● **THE PROBLEM**
Produce a copy of every line in the records that holds the string "hyper".

Stored data
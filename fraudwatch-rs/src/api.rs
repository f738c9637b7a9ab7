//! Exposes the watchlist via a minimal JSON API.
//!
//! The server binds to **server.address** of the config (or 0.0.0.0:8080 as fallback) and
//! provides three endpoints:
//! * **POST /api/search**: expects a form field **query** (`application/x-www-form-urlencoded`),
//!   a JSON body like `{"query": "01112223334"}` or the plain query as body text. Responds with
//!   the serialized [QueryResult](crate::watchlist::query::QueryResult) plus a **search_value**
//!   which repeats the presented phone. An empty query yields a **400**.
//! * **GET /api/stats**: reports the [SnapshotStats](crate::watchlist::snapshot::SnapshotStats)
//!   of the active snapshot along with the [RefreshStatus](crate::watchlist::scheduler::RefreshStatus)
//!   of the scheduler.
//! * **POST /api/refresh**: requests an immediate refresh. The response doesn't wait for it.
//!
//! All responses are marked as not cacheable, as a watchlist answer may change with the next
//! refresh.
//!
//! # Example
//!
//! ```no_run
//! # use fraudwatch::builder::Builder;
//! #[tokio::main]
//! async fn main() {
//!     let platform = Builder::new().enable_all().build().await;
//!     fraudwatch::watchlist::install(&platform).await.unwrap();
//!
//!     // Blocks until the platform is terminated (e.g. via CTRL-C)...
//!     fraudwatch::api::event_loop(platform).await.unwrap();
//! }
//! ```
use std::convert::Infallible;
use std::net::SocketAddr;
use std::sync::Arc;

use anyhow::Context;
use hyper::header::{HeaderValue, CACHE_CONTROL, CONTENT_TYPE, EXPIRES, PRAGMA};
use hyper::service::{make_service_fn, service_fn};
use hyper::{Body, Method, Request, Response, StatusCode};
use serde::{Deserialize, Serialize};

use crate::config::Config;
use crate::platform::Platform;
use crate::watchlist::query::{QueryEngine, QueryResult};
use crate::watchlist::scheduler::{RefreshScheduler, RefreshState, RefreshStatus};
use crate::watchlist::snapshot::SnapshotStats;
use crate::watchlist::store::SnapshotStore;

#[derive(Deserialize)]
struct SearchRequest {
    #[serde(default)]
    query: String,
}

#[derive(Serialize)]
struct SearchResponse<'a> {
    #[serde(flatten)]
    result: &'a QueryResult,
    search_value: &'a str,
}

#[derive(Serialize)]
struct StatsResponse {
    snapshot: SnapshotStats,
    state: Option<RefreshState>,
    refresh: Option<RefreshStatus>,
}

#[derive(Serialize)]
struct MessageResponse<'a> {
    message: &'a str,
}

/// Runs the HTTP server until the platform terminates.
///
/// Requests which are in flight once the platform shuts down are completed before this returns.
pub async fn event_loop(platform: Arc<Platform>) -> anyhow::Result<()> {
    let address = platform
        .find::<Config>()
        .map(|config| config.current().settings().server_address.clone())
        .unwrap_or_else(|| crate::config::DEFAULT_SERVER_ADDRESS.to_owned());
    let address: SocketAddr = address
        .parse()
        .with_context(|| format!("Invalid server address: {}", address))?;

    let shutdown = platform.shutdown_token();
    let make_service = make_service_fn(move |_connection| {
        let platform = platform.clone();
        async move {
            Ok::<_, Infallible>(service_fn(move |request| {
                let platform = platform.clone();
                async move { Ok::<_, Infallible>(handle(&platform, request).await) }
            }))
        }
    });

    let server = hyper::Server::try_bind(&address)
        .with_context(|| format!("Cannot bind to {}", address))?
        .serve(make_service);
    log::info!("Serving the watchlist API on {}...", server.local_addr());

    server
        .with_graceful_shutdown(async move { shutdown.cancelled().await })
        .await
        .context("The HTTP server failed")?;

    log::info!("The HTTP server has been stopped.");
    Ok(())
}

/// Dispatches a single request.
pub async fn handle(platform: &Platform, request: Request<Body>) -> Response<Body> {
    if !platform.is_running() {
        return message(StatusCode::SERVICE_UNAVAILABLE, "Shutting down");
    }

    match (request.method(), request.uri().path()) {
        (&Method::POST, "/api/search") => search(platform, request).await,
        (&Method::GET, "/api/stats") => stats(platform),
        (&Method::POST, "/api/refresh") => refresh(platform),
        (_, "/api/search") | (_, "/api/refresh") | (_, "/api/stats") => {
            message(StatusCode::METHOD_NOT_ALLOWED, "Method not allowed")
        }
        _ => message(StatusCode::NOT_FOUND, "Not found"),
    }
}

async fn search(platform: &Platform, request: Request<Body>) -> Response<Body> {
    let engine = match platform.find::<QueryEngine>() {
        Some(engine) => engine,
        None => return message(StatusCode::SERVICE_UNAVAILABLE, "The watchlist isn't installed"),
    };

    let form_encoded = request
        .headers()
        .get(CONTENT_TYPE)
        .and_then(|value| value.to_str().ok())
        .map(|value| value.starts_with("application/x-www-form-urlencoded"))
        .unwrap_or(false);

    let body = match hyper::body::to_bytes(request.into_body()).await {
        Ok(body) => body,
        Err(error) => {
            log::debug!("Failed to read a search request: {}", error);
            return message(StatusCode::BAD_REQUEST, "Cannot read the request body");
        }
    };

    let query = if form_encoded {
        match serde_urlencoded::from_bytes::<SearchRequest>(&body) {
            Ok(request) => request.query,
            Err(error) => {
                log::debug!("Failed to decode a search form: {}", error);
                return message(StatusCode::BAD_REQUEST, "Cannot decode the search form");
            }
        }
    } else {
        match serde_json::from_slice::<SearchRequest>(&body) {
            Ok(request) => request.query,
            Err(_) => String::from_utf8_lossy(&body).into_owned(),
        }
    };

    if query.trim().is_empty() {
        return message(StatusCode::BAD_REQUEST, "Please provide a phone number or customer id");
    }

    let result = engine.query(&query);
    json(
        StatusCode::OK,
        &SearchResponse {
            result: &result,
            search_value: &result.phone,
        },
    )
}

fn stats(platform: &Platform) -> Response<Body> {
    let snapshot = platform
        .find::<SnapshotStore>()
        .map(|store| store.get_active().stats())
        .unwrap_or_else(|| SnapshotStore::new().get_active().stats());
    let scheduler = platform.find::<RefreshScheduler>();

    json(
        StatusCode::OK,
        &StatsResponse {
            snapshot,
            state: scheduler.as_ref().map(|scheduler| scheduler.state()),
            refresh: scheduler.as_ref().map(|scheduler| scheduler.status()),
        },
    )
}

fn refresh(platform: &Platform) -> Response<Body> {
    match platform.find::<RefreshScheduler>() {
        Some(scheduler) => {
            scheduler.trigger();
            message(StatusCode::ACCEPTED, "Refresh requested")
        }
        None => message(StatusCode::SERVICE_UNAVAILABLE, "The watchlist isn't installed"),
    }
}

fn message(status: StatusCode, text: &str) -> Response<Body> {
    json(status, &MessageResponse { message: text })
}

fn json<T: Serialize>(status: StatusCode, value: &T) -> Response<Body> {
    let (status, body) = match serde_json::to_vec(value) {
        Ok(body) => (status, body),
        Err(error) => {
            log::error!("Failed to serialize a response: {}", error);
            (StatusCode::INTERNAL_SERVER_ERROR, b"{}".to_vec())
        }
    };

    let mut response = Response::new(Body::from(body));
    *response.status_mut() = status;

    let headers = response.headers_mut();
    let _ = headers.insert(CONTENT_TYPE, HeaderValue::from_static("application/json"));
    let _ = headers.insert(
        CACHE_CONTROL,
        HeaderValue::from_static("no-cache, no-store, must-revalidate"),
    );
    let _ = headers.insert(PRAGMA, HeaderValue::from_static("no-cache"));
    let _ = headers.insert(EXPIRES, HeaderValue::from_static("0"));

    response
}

● **RESPONSE**
use hyper::header::{HeaderValue, CACHE_CONTROL, CONTENT_TYPE, EXPIRES, PRAGMA};
use hyper::service::{make_service_fn, service_fn};
use hyper::{Body, Method, Request, Response, StatusCode};
    let server = hyper::Server::try_bind(&address)
    let body = match hyper::body::to_bytes(request.into_body()).await {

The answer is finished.